▶ _Activity_: Each line from the start of the records through the line containing "const DEFAULT_SETTINGS: &str" is to be transcribed exactly, and no other line is to be included.
=-=-=
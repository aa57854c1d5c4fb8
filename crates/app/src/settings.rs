//! Handles settings for the application. Configuration is read from
//! `settings.toml` (or the file given with `--settings`), then from
//! `ROUNDUP__<SECTION>__<KEY>` environment variables.
//!
//! See `settings.toml` for the configuration.
use std::time::Duration;

use config::{Config, ConfigError, Environment, File};
use engine::{CategorizerConfig, MAX_WORKERS, SyncWorkerConfig};
use serde::Deserialize;
use thiserror::Error;
use tracing::level_filters::LevelFilter;
use uuid::Uuid;

const DEFAULT_SETTINGS: &str = "settings";

#[derive(Debug, Error)]
pub enum SettingsError {
    #[error(transparent)]
    Config(#[from] ConfigError),
    #[error("invalid [{section}] settings: {reason}")]
    Invalid {
        section: &'static str,
        reason: String,
    },
}

/// One settings section checking its own values.
pub trait Validate {
    const SECTION: &'static str;

    fn validate(&self) -> Result<(), String>;
}

fn check<T: Validate>(section: &T) -> Result<(), SettingsError> {
    section
        .validate()
        .map_err(|reason| SettingsError::Invalid {
            section: T::SECTION,
            reason,
        })
}

#[derive(Debug, Deserialize)]
#[serde(default)]
pub struct App {
    pub level: String,
}

impl Default for App {
    fn default() -> Self {
        Self {
            level: "info".to_string(),
        }
    }
}

impl Validate for App {
    const SECTION: &'static str = "app";

    fn validate(&self) -> Result<(), String> {
        self.level
            .parse::<LevelFilter>()
            .map(|_| ())
            .map_err(|_| format!("unknown log level {:?}", self.level))
    }
}

#[derive(Debug, Default, Deserialize)]
#[serde(rename_all = "lowercase")]
pub enum Database {
    #[default]
    Memory,
    Sqlite(String),
}

impl Database {
    pub fn url(&self) -> String {
        match self {
            Self::Memory => String::from("sqlite::memory:"),
            Self::Sqlite(path) => format!("sqlite:{path}?mode=rwc"),
        }
    }
}

impl Validate for Database {
    const SECTION: &'static str = "database";

    fn validate(&self) -> Result<(), String> {
        match self {
            Self::Sqlite(path) if path.trim().is_empty() => {
                Err("sqlite path must not be empty".to_string())
            }
            _ => Ok(()),
        }
    }
}

#[derive(Debug, Default, Deserialize)]
#[serde(rename_all = "lowercase")]
pub enum AggregatorMode {
    #[default]
    Sandbox,
}

#[derive(Debug, Default, Deserialize)]
#[serde(default)]
pub struct Aggregator {
    pub mode: AggregatorMode,
    /// Links a sandbox item with a sample rule for this user at startup.
    pub demo_user: Option<Uuid>,
}

impl Validate for Aggregator {
    const SECTION: &'static str = "aggregator";

    fn validate(&self) -> Result<(), String> {
        match (&self.mode, self.demo_user) {
            (AggregatorMode::Sandbox, Some(user)) if user.is_nil() => {
                Err("demo_user must not be the nil uuid".to_string())
            }
            _ => Ok(()),
        }
    }
}

#[derive(Debug, Deserialize)]
#[serde(default)]
pub struct Categorizer {
    pub workers: usize,
    pub max_retries: u32,
    pub retry_delay_ms: u64,
}

impl Default for Categorizer {
    fn default() -> Self {
        let config = CategorizerConfig::default();
        Self {
            workers: config.workers,
            max_retries: config.max_retries,
            retry_delay_ms: config.retry_delay.as_millis() as u64,
        }
    }
}

impl Categorizer {
    pub fn to_config(&self) -> CategorizerConfig {
        CategorizerConfig {
            workers: self.workers,
            max_retries: self.max_retries,
            retry_delay: Duration::from_millis(self.retry_delay_ms),
        }
    }
}

impl Validate for Categorizer {
    const SECTION: &'static str = "categorizer";

    fn validate(&self) -> Result<(), String> {
        if !(1..=MAX_WORKERS).contains(&self.workers) {
            return Err(format!(
                "workers must be between 1 and {MAX_WORKERS}, got {}",
                self.workers
            ));
        }
        Ok(())
    }
}

#[derive(Debug, Deserialize)]
#[serde(default)]
pub struct Worker {
    pub enabled: bool,
    pub interval_secs: u64,
    pub min_backoff_ms: u64,
    pub max_backoff_ms: u64,
}

impl Default for Worker {
    fn default() -> Self {
        let config = SyncWorkerConfig::default();
        Self {
            enabled: true,
            interval_secs: config.interval.as_secs(),
            min_backoff_ms: config.min_backoff.as_millis() as u64,
            max_backoff_ms: config.max_backoff.as_millis() as u64,
        }
    }
}

impl Worker {
    pub fn to_config(&self) -> SyncWorkerConfig {
        SyncWorkerConfig {
            interval: Duration::from_secs(self.interval_secs),
            min_backoff: Duration::from_millis(self.min_backoff_ms),
            max_backoff: Duration::from_millis(self.max_backoff_ms),
        }
    }
}

impl Validate for Worker {
    const SECTION: &'static str = "worker";

    fn validate(&self) -> Result<(), String> {
        if self.interval_secs == 0 {
            return Err("interval_secs must be greater than zero".to_string());
        }
        if self.min_backoff_ms == 0 {
            return Err("min_backoff_ms must be greater than zero".to_string());
        }
        if self.min_backoff_ms > self.max_backoff_ms {
            return Err(format!(
                "min_backoff_ms ({}) is above max_backoff_ms ({})",
                self.min_backoff_ms, self.max_backoff_ms
            ));
        }
        Ok(())
    }
}

#[derive(Debug, Default, Deserialize)]
#[serde(default)]
pub struct Settings {
    pub app: App,
    pub database: Database,
    pub aggregator: Aggregator,
    pub categorizer: Categorizer,
    pub worker: Worker,
}

impl Settings {
    /// Reads `path` (required) or `settings.toml` (optional) plus the
    /// environment, then validates every section.
    pub fn load(path: Option<&str>) -> Result<Self, SettingsError> {
        let file = match path {
            Some(path) => File::with_name(path).required(true),
            None => File::with_name(DEFAULT_SETTINGS).required(false),
        };
        let config = Config::builder()
            .add_source(file)
            .add_source(
                Environment::with_prefix("ROUNDUP")
                    .separator("__")
                    .try_parsing(true),
            )
            .build()?;
        Self::from_config(config)
    }

    fn from_config(config: Config) -> Result<Self, SettingsError> {
        let settings: Self = config.try_deserialize()?;
        settings.validate()?;
        Ok(settings)
    }

    pub fn validate(&self) -> Result<(), SettingsError> {
        check(&self.app)?;
        check(&self.database)?;
        check(&self.aggregator)?;
        check(&self.categorizer)?;
        check(&self.worker)?;
        Ok(())
    }
}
=-=-=
▶ _Written answer_:
repository aa57854c1d5c4fb8
filename crates/app/src/settings.rs
//! Handles settings for the application. Configuration is read from
//! `settings.toml` (or the file given with `--settings`), then from
//! `ROUNDUP__<SECTION>__<KEY>` environment variables.
//!
//! See `settings.toml` for the configuration.
use std::time::Duration;

use config::{Config, ConfigError, Environment, File};
use engine::{CategorizerConfig, MAX_WORKERS, SyncWorkerConfig};
use serde::Deserialize;
use thiserror::Error;
use tracing::level_filters::LevelFilter;
use uuid::Uuid;

const DEFAULT_SETTINGS: &str = "settings";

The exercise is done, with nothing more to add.